No Child Left Behind cannot change this structural inequity. It can, however, shine a bright spotlight on it. The real test of effectiveness will be what we do with what we see. If we respond, as we did to Brown, by focusing on the inequities within districts, we might move some kids, or some resources around. If, on the other hand, we respond--as we generally did not do in Brown--by looking at the interdistrict inequities--and why they are there, we might have some hope of change.
Posted by: Margo/Mom | March 31, 2008 9:28 AM
Schoolboy, it was probably more of my mistake. I get agitated on this issue.
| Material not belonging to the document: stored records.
//! Local network interface enumeration.
//!
//! Discovery needs the broadcast address of every local IPv4 interface that
//! has one. On unix this walks `getifaddrs`; elsewhere it returns nothing and
//! discovery falls back to the limited broadcast address.

use std::io;
use std::net::Ipv4Addr;

/// A local IPv4 interface that supports broadcast.
#[derive(Debug, Clone, PartialEq, Eq)]
pub struct NetworkInterface {
    /// Interface name (`eth0`, `en0`, ...).
    pub name: String,
    /// Interface address.
    pub ip: Ipv4Addr,
    /// Subnet mask.
    pub netmask: Ipv4Addr,
}

impl NetworkInterface {
    /// Subnet-directed broadcast address (ip | !mask).
    pub fn broadcast_address(&self) -> Ipv4Addr {
        let ip = u32::from(self.ip);
        let mask = u32::from(self.netmask);
        Ipv4Addr::from(ip | !mask)
    }
}

/// Lists local IPv4 interfaces that have a broadcast address, excluding
/// loopback.
///
/// # Errors
///
/// Returns the OS error if the interface list cannot be read.
pub fn broadcast_interfaces() -> io::Result<Vec<NetworkInterface>> {
    broadcast_interfaces_impl()
}

/// Distinct broadcast addresses of [`broadcast_interfaces`].
pub fn broadcast_addresses() -> io::Result<Vec<Ipv4Addr>> {
    let mut addrs: Vec<Ipv4Addr> = broadcast_interfaces()?
        .iter()
        .map(NetworkInterface::broadcast_address)
        .collect();
    addrs.sort();
    addrs.dedup();
    Ok(addrs)
}

#[cfg(unix)]
fn broadcast_interfaces_impl() -> io::Result<Vec<NetworkInterface>> {
    use std::ffi::CStr;

    let mut interfaces = Vec::new();

    // SAFETY: the list returned by getifaddrs is only read while it is alive
    // and is released exactly once below.
    unsafe {
        let mut ifaddrs: *mut libc::ifaddrs = std::ptr::null_mut();
        if libc::getifaddrs(&mut ifaddrs) != 0 {
            return Err(io::Error::last_os_error());
        }

        let mut current = ifaddrs;
        while !current.is_null() {
            let ifa = &*current;
            current = ifa.ifa_next;

            if ifa.ifa_addr.is_null() || ifa.ifa_netmask.is_null() {
                continue;
            }
            if ifa.ifa_flags & libc::IFF_BROADCAST as libc::c_uint == 0 {
                continue;
            }

            let family = i32::from((*ifa.ifa_addr).sa_family);
            if family != libc::AF_INET {
                continue;
            }

            let addr = ifa.ifa_addr as *const libc::sockaddr_in;
            let ip = Ipv4Addr::from((*addr).sin_addr.s_addr.to_ne_bytes());
            if ip.is_loopback() {
                continue;
            }

            let mask_addr = ifa.ifa_netmask as *const libc::sockaddr_in;
            let netmask = Ipv4Addr::from((*mask_addr).sin_addr.s_addr.to_ne_bytes());

            let name = if ifa.ifa_name.is_null() {
                String::new()
            } else {
                CStr::from_ptr(ifa.ifa_name).to_string_lossy().into_owned()
            };

            interfaces.push(NetworkInterface { name, ip, netmask });
        }

        libc::freeifaddrs(ifaddrs);
    }

    Ok(interfaces)
}

#[cfg(not(unix))]
fn broadcast_interfaces_impl() -> io::Result<Vec<NetworkInterface>> {
    Ok(Vec::new())
}

#[cfg(test)]
mod tests {
    use super::*;

    fn iface(ip: [u8; 4], mask: [u8; 4]) -> NetworkInterface {
        NetworkInterface {
            name: "test0".into(),
            ip: Ipv4Addr::from(ip),
            netmask: Ipv4Addr::from(mask),
        }
    }

    #[test]
    fn test_broadcast_address_slash_24() {
        let iface = iface([192, 168, 1, 100], [255, 255, 255, 0]);
        assert_eq!(iface.broadcast_address(), Ipv4Addr::new(192, 168, 1, 255));
    }

    #[test]
    fn test_broadcast_address_slash_8() {
        let iface = iface([10, 10, 10, 10], [255, 0, 0, 0]);
        assert_eq!(iface.broadcast_address(), Ipv4Addr::new(10, 255, 255, 255));
    }

    #[test]
    fn test_broadcast_address_slash_30() {
        let iface = iface([172, 16, 0, 1], [255, 255, 255, 252]);
        assert_eq!(iface.broadcast_address(), Ipv4Addr::new(172, 16, 0, 3));
    }

    #[test]
    fn test_enumeration_excludes_loopback() {
        let interfaces = broadcast_interfaces().unwrap();
        assert!(interfaces.iter().all(|i| !i.ip.is_loopback()));
    }
}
Margo/mom, we typically disagree on the solutions at least in relation to NCLB. But you are exactly right. The problem is structural inequalities. The most NCLB can do is shine a spotlight. And the best aspect of the law is highlighting the achievement gap. Had NCLB testing been for diagnostic purposes, it would have also shined the light o the inequities. And perhaps we would have been less obsessed with manipulating data. On the other hand, I understand why people were reluctant to just trust the schools to address this longstanding horror, I mean structural inequality.
Posted by: john thompson | March 31, 2008 12:18 PM
Interesting discussion. I'm not sure that most of us are in serious disagreement.
To be clear: I don't want to let schools off the hook, but I don't want to let the rest of society off the hook either.
My argument isn't "soft bigotry" -- it's hard reality. These kids don't have an equal start in life. I'm willing to hold schools accountable for half of the achievement gap, but it's a pipedream to believe that schools, no matter how well structured, flexible, or funded, can fix 100% of this problem.
In that sense, no one needed NCLB to "shine a light" on the achievement gap. Anyone paying attention understood it existed. Equally to the point, NCLB and its framers quite cynically ignored decades of research evidence to place the onus for the achievement gap entirely on educators, conveniently ignoring the role parents, communities and national policies encouraging child poverty in this catastrophe.
For every problem, no matter how complicated, there is a solution that is simple, direct ... and wrong, said H.L. Mencken, the sage of Baltimore. NCLB is such a solution.